### Task description
Report each line of the entries below that has the word "true" in it.

### Input material
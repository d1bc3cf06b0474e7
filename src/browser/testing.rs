//! Scripted page driver for loop and executor tests. Every interaction is
//! recorded; `refresh_state` bumps a generation counter that feeds the
//! screenshot names (`shot-N`) and, optionally, the element ids, so tests can
//! detect stale-snapshot usage.

use std::collections::{BTreeMap, VecDeque};
use std::sync::Mutex;
use std::time::Duration;

use async_trait::async_trait;
use base64::Engine as _;

use crate::browser::driver::{
    BrowserTab, NavDirection, PageDriver, PageElement, PageState, ScrollDirection,
};
use crate::errors::{AgentError, AgentResult};

/// Encode a blank RGBA image of the given size as base64 PNG.
pub fn synthetic_page(width: u32, height: u32) -> String {
    let img = image::DynamicImage::ImageRgba8(image::RgbaImage::new(width, height));
    let mut png_bytes = Vec::new();
    img.write_to(
        &mut std::io::Cursor::new(&mut png_bytes),
        image::ImageFormat::Png,
    )
    .unwrap();
    base64::engine::general_purpose::STANDARD.encode(&png_bytes)
}

#[derive(Debug, Clone, Copy, PartialEq, Eq)]
pub enum ScrollToBehavior {
    /// `scroll_to` lands exactly on the (clamped) requested offset.
    Exact,
    /// `scroll_to` is silently ignored, as on pages with custom scroll
    /// containers; only step scrolling moves the page.
    Ignored,
}

struct Inner {
    url: String,
    generation: u32,
    stable_ids: bool,
    element_seeds: Vec<(u32, String)>,
    captcha: VecDeque<bool>,
    click_failures: VecDeque<String>,
    clicks: Vec<u32>,
    fills: Vec<(u32, String, bool)>,
    navigations: Vec<String>,
    refreshes: u32,
    quiescence_waits: u32,
    quiescence_times_out: bool,
    scroll_top: f64,
    page_height: f64,
    viewport_height: f64,
    scroll_to_behavior: ScrollToBehavior,
    full_page_screenshot: Option<String>,
    tabs: Vec<BrowserTab>,
    page_text: String,
}

pub struct MockDriver {
    inner: Mutex<Inner>,
}

pub struct MockDriverBuilder {
    inner: Inner,
}

impl Default for MockDriverBuilder {
    fn default() -> Self {
        Self {
            inner: Inner {
                url: "https://shop.example.com/".into(),
                generation: 0,
                stable_ids: true,
                element_seeds: vec![
                    (1, "<input type=\"text\" placeholder=\"Search\">".into()),
                    (2, "<button>Search</button>".into()),
                ],
                captcha: VecDeque::new(),
                click_failures: VecDeque::new(),
                clicks: Vec::new(),
                fills: Vec::new(),
                navigations: Vec::new(),
                refreshes: 0,
                quiescence_waits: 0,
                quiescence_times_out: false,
                scroll_top: 0.0,
                page_height: 2000.0,
                viewport_height: 800.0,
                scroll_to_behavior: ScrollToBehavior::Exact,
                full_page_screenshot: None,
                tabs: vec![BrowserTab {
                    index: 0,
                    title: "Example Shop".into(),
                    url: "https://shop.example.com/".into(),
                    is_focused: true,
                }],
                page_text: "Example Shop. Everything you need.".into(),
            },
        }
    }
}

impl MockDriverBuilder {
    /// When false, element ids shift by `generation * 10` on every refresh,
    /// so ids from an older snapshot no longer resolve.
    pub fn stable_ids(mut self, stable: bool) -> Self {
        self.inner.stable_ids = stable;
        self
    }

    pub fn elements(mut self, seeds: Vec<(u32, &str)>) -> Self {
        self.inner.element_seeds = seeds
            .into_iter()
            .map(|(id, description)| (id, description.to_string()))
            .collect();
        self
    }

    pub fn captcha_sequence(mut self, hits: Vec<bool>) -> Self {
        self.inner.captcha = hits.into();
        self
    }

    pub fn fail_next_click(mut self, message: &str) -> Self {
        self.inner.click_failures.push_back(message.into());
        self
    }

    pub fn page_height(mut self, height: f64) -> Self {
        self.inner.page_height = height;
        self
    }

    pub fn viewport_height(mut self, height: f64) -> Self {
        self.inner.viewport_height = height;
        self
    }

    pub fn scroll_to_behavior(mut self, behavior: ScrollToBehavior) -> Self {
        self.inner.scroll_to_behavior = behavior;
        self
    }

    pub fn full_page_screenshot(mut self, b64: String) -> Self {
        self.inner.full_page_screenshot = Some(b64);
        self
    }

    pub fn quiescence_times_out(mut self, times_out: bool) -> Self {
        self.inner.quiescence_times_out = times_out;
        self
    }

    pub fn build(self) -> MockDriver {
        MockDriver {
            inner: Mutex::new(self.inner),
        }
    }
}

impl MockDriver {
    pub fn builder() -> MockDriverBuilder {
        MockDriverBuilder::default()
    }

    pub fn clicks(&self) -> Vec<u32> {
        self.inner.lock().unwrap().clicks.clone()
    }

    pub fn fills(&self) -> Vec<(u32, String, bool)> {
        self.inner.lock().unwrap().fills.clone()
    }

    pub fn navigations(&self) -> Vec<String> {
        self.inner.lock().unwrap().navigations.clone()
    }

    pub fn refreshes(&self) -> u32 {
        self.inner.lock().unwrap().refreshes
    }

    pub fn quiescence_waits(&self) -> u32 {
        self.inner.lock().unwrap().quiescence_waits
    }

    pub fn scroll_top_now(&self) -> f64 {
        self.inner.lock().unwrap().scroll_top
    }

    fn nav_direction_marker(direction: NavDirection) -> String {
        match direction {
            NavDirection::Back => "<back>".into(),
            NavDirection::Forward => "<forward>".into(),
        }
    }
}

impl Inner {
    fn id_offset(&self) -> u32 {
        if self.stable_ids {
            0
        } else {
            self.generation * 10
        }
    }

    fn snapshot(&self) -> PageState {
        let offset = self.id_offset();
        let elements: BTreeMap<u32, PageElement> = self
            .element_seeds
            .iter()
            .map(|(id, description)| {
                let shifted = id + offset;
                (
                    shifted,
                    PageElement {
                        id: shifted,
                        description: description.clone(),
                        in_viewport: true,
                    },
                )
            })
            .collect();

        PageState {
            url: self.url.clone(),
            screenshot: format!("shot-{}", self.generation),
            previous_screenshot: self
                .generation
                .checked_sub(1)
                .map(|previous| format!("shot-{previous}")),
            annotated_screenshot: format!("anno-{}", self.generation),
            full_page_screenshot: self
                .full_page_screenshot
                .clone()
                .unwrap_or_else(|| format!("full-{}", self.generation)),
            elements,
            pixels_above: self.scroll_top,
            pixels_below: (self.page_height - self.viewport_height - self.scroll_top).max(0.0),
            page_summary: "A mock storefront page.".into(),
            page_breakdown: "Header, search box, product grid.".into(),
            tabs: self.tabs.clone(),
        }
    }

    fn clamp_scroll(&self, y: f64) -> f64 {
        y.clamp(0.0, (self.page_height - self.viewport_height).max(0.0))
    }
}

#[async_trait]
impl PageDriver for MockDriver {
    async fn navigate(&self, url: &str) -> AgentResult<()> {
        let mut inner = self.inner.lock().unwrap();
        inner.url = url.to_string();
        inner.navigations.push(url.to_string());
        Ok(())
    }

    async fn back(&self) -> AgentResult<()> {
        let mut inner = self.inner.lock().unwrap();
        let marker = Self::nav_direction_marker(NavDirection::Back);
        inner.navigations.push(marker);
        Ok(())
    }

    async fn forward(&self) -> AgentResult<()> {
        let mut inner = self.inner.lock().unwrap();
        let marker = Self::nav_direction_marker(NavDirection::Forward);
        inner.navigations.push(marker);
        Ok(())
    }

    async fn click(&self, element_id: u32) -> AgentResult<()> {
        let mut inner = self.inner.lock().unwrap();
        if let Some(message) = inner.click_failures.pop_front() {
            return Err(AgentError::Execution(message));
        }
        inner.clicks.push(element_id);
        Ok(())
    }

    async fn fill(&self, element_id: u32, text: &str, submit: bool) -> AgentResult<()> {
        let mut inner = self.inner.lock().unwrap();
        inner.fills.push((element_id, text.to_string(), submit));
        Ok(())
    }

    async fn scroll(&self, direction: ScrollDirection, fraction: f64) -> AgentResult<()> {
        let mut inner = self.inner.lock().unwrap();
        let delta = fraction * inner.viewport_height;
        let next = match direction {
            ScrollDirection::Down => inner.scroll_top + delta,
            ScrollDirection::Up => inner.scroll_top - delta,
        };
        inner.scroll_top = inner.clamp_scroll(next);
        Ok(())
    }

    async fn scroll_to(&self, y: f64) -> AgentResult<()> {
        let mut inner = self.inner.lock().unwrap();
        if inner.scroll_to_behavior == ScrollToBehavior::Exact {
            inner.scroll_top = inner.clamp_scroll(y);
        }
        Ok(())
    }

    async fn scroll_top(&self) -> AgentResult<f64> {
        Ok(self.inner.lock().unwrap().scroll_top)
    }

    async fn scroll_position(&self) -> AgentResult<(f64, f64)> {
        let inner = self.inner.lock().unwrap();
        Ok((
            inner.scroll_top,
            (inner.page_height - inner.viewport_height - inner.scroll_top).max(0.0),
        ))
    }

    async fn viewport_height(&self) -> AgentResult<f64> {
        Ok(self.inner.lock().unwrap().viewport_height)
    }

    async fn page_height(&self) -> AgentResult<f64> {
        Ok(self.inner.lock().unwrap().page_height)
    }

    async fn screenshot(&self) -> AgentResult<String> {
        let inner = self.inner.lock().unwrap();
        Ok(format!("shot-{}", inner.generation))
    }

    async fn enumerate_interactable_elements(&self) -> AgentResult<BTreeMap<u32, PageElement>> {
        Ok(self.inner.lock().unwrap().snapshot().elements)
    }

    async fn wait_for_quiescence(&self, _timeout: Duration) -> AgentResult<()> {
        let mut inner = self.inner.lock().unwrap();
        inner.quiescence_waits += 1;
        if inner.quiescence_times_out {
            return Err(AgentError::Execution("network never settled".into()));
        }
        Ok(())
    }

    async fn open_tabs(&self) -> AgentResult<Vec<BrowserTab>> {
        Ok(self.inner.lock().unwrap().tabs.clone())
    }

    async fn focus_tab(&self, index: usize) -> AgentResult<()> {
        let mut inner = self.inner.lock().unwrap();
        if index >= inner.tabs.len() {
            return Err(AgentError::ElementResolution(format!(
                "tab index {index} out of range"
            )));
        }
        for tab in &mut inner.tabs {
            tab.is_focused = tab.index == index;
        }
        Ok(())
    }

    async fn check_for_captcha(&self) -> AgentResult<bool> {
        let mut inner = self.inner.lock().unwrap();
        Ok(inner.captcha.pop_front().unwrap_or(false))
    }

    async fn page_text(&self) -> AgentResult<String> {
        Ok(self.inner.lock().unwrap().page_text.clone())
    }

    async fn refresh_state(&self) -> AgentResult<()> {
        let mut inner = self.inner.lock().unwrap();
        inner.generation += 1;
        inner.refreshes += 1;
        Ok(())
    }

    async fn state(&self) -> PageState {
        self.inner.lock().unwrap().snapshot()
    }
}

### Solution below
                stable_ids: true,
                    is_focused: true,
                        in_viewport: true,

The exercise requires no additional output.